— THE PROBLEM —
Pull out each line of the data that includes the word "PartialEq".

— DATA SHOWN —
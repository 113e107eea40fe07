//! ID generation utilities.
//!
//! Cards, schema fields and generation records are identified by opaque,
//! prefixed UUID strings. The newtypes below keep them from being mixed up.

use chrono::{DateTime, Utc};
use uuid::Uuid;

/// Generate a unique card ID.
///
/// # Example
///
/// ```rust
/// use schemalab_core::identifier::generate_card_id;
///
/// let id = generate_card_id();
/// assert!(id.starts_with("card_"));
/// assert_eq!(id.len(), 37); // "card_" + 32 hex chars
/// ```
#[must_use]
pub fn generate_card_id() -> String {
    format!("card_{}", Uuid::new_v4().simple())
}

/// Generate a unique schema field ID.
#[must_use]
pub fn generate_field_id() -> String {
    format!("field_{}", Uuid::new_v4().simple())
}

/// Generate a unique generation record ID.
#[must_use]
pub fn generate_record_id() -> String {
    format!("out_{}", Uuid::new_v4().simple())
}

/// Get the current UTC timestamp.
#[must_use]
pub fn now_utc() -> DateTime<Utc> {
    Utc::now()
}

macro_rules! define_id {
    ($(#[$meta:meta])* $name:ident, $generate:path) => {
        $(#[$meta])*
        #[derive(Debug, Clone, PartialEq, Eq, Hash, PartialOrd, Ord, serde::Serialize, serde::Deserialize)]
        #[serde(transparent)]
        pub struct $name(String);

        impl $name {
            /// Create a fresh, unique ID.
            #[must_use]
            pub fn new() -> Self {
                Self($generate())
            }

            /// Create from an existing string.
            #[must_use]
            pub fn from_string(s: impl Into<String>) -> Self {
                Self(s.into())
            }

            /// Get the ID as a string slice.
            #[must_use]
            pub fn as_str(&self) -> &str {
                &self.0
            }
        }

        impl Default for $name {
            fn default() -> Self {
                Self::new()
            }
        }

        impl std::fmt::Display for $name {
            fn fmt(&self, f: &mut std::fmt::Formatter<'_>) -> std::fmt::Result {
                write!(f, "{}", self.0)
            }
        }

        impl From<String> for $name {
            fn from(s: String) -> Self {
                Self(s)
            }
        }

        impl From<&str> for $name {
            fn from(s: &str) -> Self {
                Self(s.to_string())
            }
        }

        impl AsRef<str> for $name {
            fn as_ref(&self) -> &str {
                &self.0
            }
        }
    };
}

define_id!(
    /// Type-safe wrapper for an input or generator card ID.
    CardId,
    generate_card_id
);

define_id!(
    /// Type-safe wrapper for a schema field ID.
    ///
    /// Only unique within a schema tree; the parser mints fresh ones on every call.
    FieldId,
    generate_field_id
);

define_id!(
    /// Type-safe wrapper for a generation record ID.
    RecordId,
    generate_record_id
);
//! Heuristic token counting.
//!
//! No tokenizer is bundled. The estimate takes the larger of a character-based
//! and a word-based guess, which errs on the high side for both prose and
//! dense JSON.

use serde::{Deserialize, Serialize};

/// Fixed per-request overhead for message framing.
pub const MESSAGE_OVERHEAD_TOKENS: u64 = 10;

const CHARS_PER_TOKEN: f64 = 4.0;
const TOKENS_PER_WORD: f64 = 1.3;

/// Estimate the token count of `text`. Blank text is zero tokens.
///
/// ```rust
/// use schemalab_models::estimate_tokens;
///
/// assert_eq!(estimate_tokens("   "), 0);
/// assert_eq!(estimate_tokens("hello world"), 3);
/// ```
#[must_use]
pub fn estimate_tokens(text: &str) -> u64 {
    let trimmed = text.trim();
    if trimmed.is_empty() {
        return 0;
    }
    let by_chars = (text.chars().count() as f64 / CHARS_PER_TOKEN).ceil();
    let by_words = (trimmed.split_whitespace().count() as f64 * TOKENS_PER_WORD).ceil();
    by_chars.max(by_words) as u64
}

/// Estimated prompt tokens of one generation, by part.
#[derive(Debug, Clone, Copy, Default, PartialEq, Eq, Serialize, Deserialize)]
pub struct TokenBreakdown {
    /// Input text.
    pub input: u64,
    /// System message.
    pub system_message: u64,
    /// Schema text.
    pub schema: u64,
    /// Sum of the parts plus [`MESSAGE_OVERHEAD_TOKENS`].
    pub total: u64,
}

impl TokenBreakdown {
    /// Estimate every part of a request.
    #[must_use]
    pub fn compute(input: &str, system_message: &str, schema_text: &str) -> Self {
        let input = estimate_tokens(input);
        let system_message = estimate_tokens(system_message);
        let schema = estimate_tokens(schema_text);
        Self {
            input,
            system_message,
            schema,
            total: input + system_message + schema + MESSAGE_OVERHEAD_TOKENS,
        }
    }
}

#[cfg(test)]
mod tests {
    use super::*;
    use rstest::rstest;

    #[rstest]
    #[case("", 0)]
    #[case("\n\t ", 0)]
    #[case("a", 2)]
    #[case("abcdefgh", 2)]
    #[case("one two three four", 6)]
    #[case("supercalifragilistic", 5)]
    fn test_estimate_tokens(#[case] text: &str, #[case] expected: u64) {
        assert_eq!(estimate_tokens(text), expected);
    }

    #[test]
    fn test_breakdown_adds_overhead() {
        let b = TokenBreakdown::compute("hello world", "", "z.object({})");
        assert_eq!(b.input, 3);
        assert_eq!(b.system_message, 0);
        assert_eq!(b.schema, 3);
        assert_eq!(b.total, 16);
    }

    #[test]
    fn test_breakdown_of_nothing_is_overhead() {
        assert_eq!(TokenBreakdown::compute("", "", "").total, MESSAGE_OVERHEAD_TOKENS);
    }
}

— RESULT FOR THIS EXERCISE —
        #[derive(Debug, Clone, PartialEq, Eq, Hash, PartialOrd, Ord, serde::Serialize, serde::Deserialize)]
#[derive(Debug, Clone, Copy, Default, PartialEq, Eq, Serialize, Deserialize)]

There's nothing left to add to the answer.